▸ ASSIGNED TASK
Only the number is requested. Tally the lines of the data that hold the string "https".

▸ SUPPLIED RECORDS
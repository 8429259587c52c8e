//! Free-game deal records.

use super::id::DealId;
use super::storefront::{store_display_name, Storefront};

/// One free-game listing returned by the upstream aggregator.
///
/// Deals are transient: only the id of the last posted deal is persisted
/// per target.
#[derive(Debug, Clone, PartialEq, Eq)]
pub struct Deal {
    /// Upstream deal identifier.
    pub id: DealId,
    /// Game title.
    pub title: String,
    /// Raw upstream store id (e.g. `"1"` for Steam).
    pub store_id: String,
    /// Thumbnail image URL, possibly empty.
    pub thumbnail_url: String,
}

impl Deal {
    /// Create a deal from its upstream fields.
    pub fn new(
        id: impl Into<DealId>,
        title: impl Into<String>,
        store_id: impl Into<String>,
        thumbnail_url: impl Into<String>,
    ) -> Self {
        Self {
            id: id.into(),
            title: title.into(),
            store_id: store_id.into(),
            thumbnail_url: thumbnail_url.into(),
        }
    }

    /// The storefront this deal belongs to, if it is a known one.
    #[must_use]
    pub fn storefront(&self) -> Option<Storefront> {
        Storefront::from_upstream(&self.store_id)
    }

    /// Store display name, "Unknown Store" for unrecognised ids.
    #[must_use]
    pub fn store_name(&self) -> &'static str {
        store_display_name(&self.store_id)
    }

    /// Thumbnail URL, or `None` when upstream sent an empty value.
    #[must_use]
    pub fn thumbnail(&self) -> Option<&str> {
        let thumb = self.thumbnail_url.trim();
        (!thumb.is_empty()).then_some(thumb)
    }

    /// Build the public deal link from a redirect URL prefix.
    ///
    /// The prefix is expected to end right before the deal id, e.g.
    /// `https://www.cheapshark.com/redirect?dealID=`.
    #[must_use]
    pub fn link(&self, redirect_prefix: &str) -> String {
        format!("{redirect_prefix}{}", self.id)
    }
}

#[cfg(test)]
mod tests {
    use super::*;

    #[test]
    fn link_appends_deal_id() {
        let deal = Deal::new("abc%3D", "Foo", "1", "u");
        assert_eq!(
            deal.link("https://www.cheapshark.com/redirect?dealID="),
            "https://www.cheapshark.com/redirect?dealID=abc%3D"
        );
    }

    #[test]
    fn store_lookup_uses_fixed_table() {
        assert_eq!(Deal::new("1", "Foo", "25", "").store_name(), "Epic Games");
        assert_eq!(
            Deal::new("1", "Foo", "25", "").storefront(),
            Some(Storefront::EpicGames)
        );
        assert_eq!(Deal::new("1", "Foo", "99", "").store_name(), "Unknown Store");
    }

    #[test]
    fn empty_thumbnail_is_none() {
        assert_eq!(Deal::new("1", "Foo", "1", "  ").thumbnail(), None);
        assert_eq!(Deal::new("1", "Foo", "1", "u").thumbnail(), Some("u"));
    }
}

▸ TASK ANSWER
3